African American playwright Lorraine Hansberry, a revolution betrayed in Portugal and other matters

 

Toronto International Film Festival: Part 5

African American playwright Lorraine Hansberry, a revolution betrayed in Portugal and other matters

By
Joanne Laurier

4 October 2017

This is the fifth in a series of articles devoted to the recent Toronto International Film Festival (September 7-17). Part 1 was posted September 22, Part 2 was posted September 26, Part 3 on September 28 and Part 4 on September 30.

Sighted Eyes/Feeling Heart

Tracy Heather Strain’s new documentary Sighted Eyes/Feeling Heart chronicles the life of African-American writer Lorraine Hansberry (1930-1965), famed author of A Raisin in the Sun, a play about black working class life in Chicago in the 1950s. Strain’s movie takes its title from Hansberry’s contention that “one cannot live with sighted eyes and feeling heart and not know or react to the miseries which afflict this world.”
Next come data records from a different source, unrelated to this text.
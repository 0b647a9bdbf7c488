//! String validator
//!
//! Checks that a value is text, that its length satisfies the `length` /
//! `minlength` / `maxlength` options, and that it matches the `regex`
//! option. Length is counted in Unicode scalar values.

use serde_json::Value as JsonValue;

use crate::foundation::{
    ConfigurationError, Options, ValidationError, ValidationResult, Value, ValueValidator,
};
use crate::validators::bounds::{BoundKeys, Bounds};
use crate::validators::pattern::Pattern;

const REGEX_OPTION: &str = "regex";

/// Validates strings by length and pattern.
///
/// | option      | shape                                     |
/// |-------------|-------------------------------------------|
/// | `length`    | `[low, high]`, or `n` meaning `[n, n]`    |
/// | `minlength` | non-negative integer, or unset            |
/// | `maxlength` | non-negative integer, or unset            |
/// | `regex`     | pattern string (delimited or bare), unset |
///
/// Bound errors come first, then the pattern error; all of them are
/// reported when several checks fail.
///
/// # Examples
///
/// ```
/// use value_validators::prelude::*;
///
/// let validator = StringValidator::with_options(Options::new().with("regex", "/^$/"));
/// let result = validator.validate(&"1".into()).unwrap();
/// assert_eq!(
///     result.errors()[0].message(),
///     "String does not match the regular expression /^$/",
/// );
/// ```
#[derive(Debug, Clone, Default)]
pub struct StringValidator {
    options: Options,
}

impl StringValidator {
    /// Creates a validator without constraints.
    #[must_use]
    pub fn new() -> Self {
        Self::default()
    }

    /// Creates a validator with the given options.
    #[must_use]
    pub fn with_options(options: Options) -> Self {
        Self { options }
    }

    fn pattern(&self) -> Result<Option<Pattern>, ConfigurationError> {
        match self.options.get(REGEX_OPTION) {
            None | Some(JsonValue::Null | JsonValue::Bool(false)) => Ok(None),
            Some(JsonValue::String(text)) => {
                let pattern =
                    Pattern::parse(text).map_err(|source| ConfigurationError::InvalidPattern {
                        option: REGEX_OPTION,
                        pattern: text.clone(),
                        source,
                    })?;
                Ok(Some(pattern))
            }
            Some(found) => Err(ConfigurationError::InvalidType {
                option: REGEX_OPTION,
                expected: "a pattern string",
                found: found.clone(),
            }),
        }
    }

    fn check(&self, text: &str) -> Result<ValidationResult, ConfigurationError> {
        let bounds = Bounds::resolve(&self.options, &BoundKeys::LENGTH)?;
        let pattern = self.pattern()?;

        let mut errors = bounds.check_len(text.chars().count());
        if let Some(pattern) = pattern
            && !pattern.is_match(text)
        {
            errors.push(ValidationError::pattern_mismatch(pattern.as_str()));
        }

        Ok(ValidationResult::from(errors))
    }
}

impl ValueValidator for StringValidator {
    fn name(&self) -> &'static str {
        "string"
    }

    fn set_options(&mut self, options: Options) {
        self.options = options;
    }

    fn options(&self) -> &Options {
        &self.options
    }

    fn validate(&self, value: &Value) -> Result<ValidationResult, ConfigurationError> {
        let Some(text) = value.as_str() else {
            tracing::debug!(validator = self.name(), kind = value.kind(), "not a string");
            return Ok(ValidationResult::failure(vec![ValidationError::new(
                "Not a string",
            )]));
        };

        let result = self
            .check(text)
            .inspect_err(|error| tracing::warn!(validator = self.name(), %error, "invalid options"))?;

        tracing::debug!(
            validator = self.name(),
            errors = result.len(),
            "validated string"
        );
        Ok(result)
    }
}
Sighted Eyes/Feeling Heart

Filmmaker Strain was the coordinating producer for the 2016 documentary, The Mine Wars/American Experience, about the West Virginia coal miners’ uprisings in the early 20th century.

Lorraine Hansberry was politically and artistically influenced by and personally knew historian W.E.B. Dubois, singer Paul Robeson and poet Langston Hughes among other significant African American intellectuals. The title of A Raisin in the Sun comes from Hughes’ poem “A Dream Deferred,” in which he asks, “What happens to a dream deferred? Does it dry up like a raisin in the sun, Or does it explode?”

Strain’s documentary combines fascinating archival material and interview footage of Hansberry, as well as Anika Noni Rose’s reading of Hansberry’s words. It presents a straightforward and enlightening picture of a woman who was smart, sensitive and rebellious, tragically dying of…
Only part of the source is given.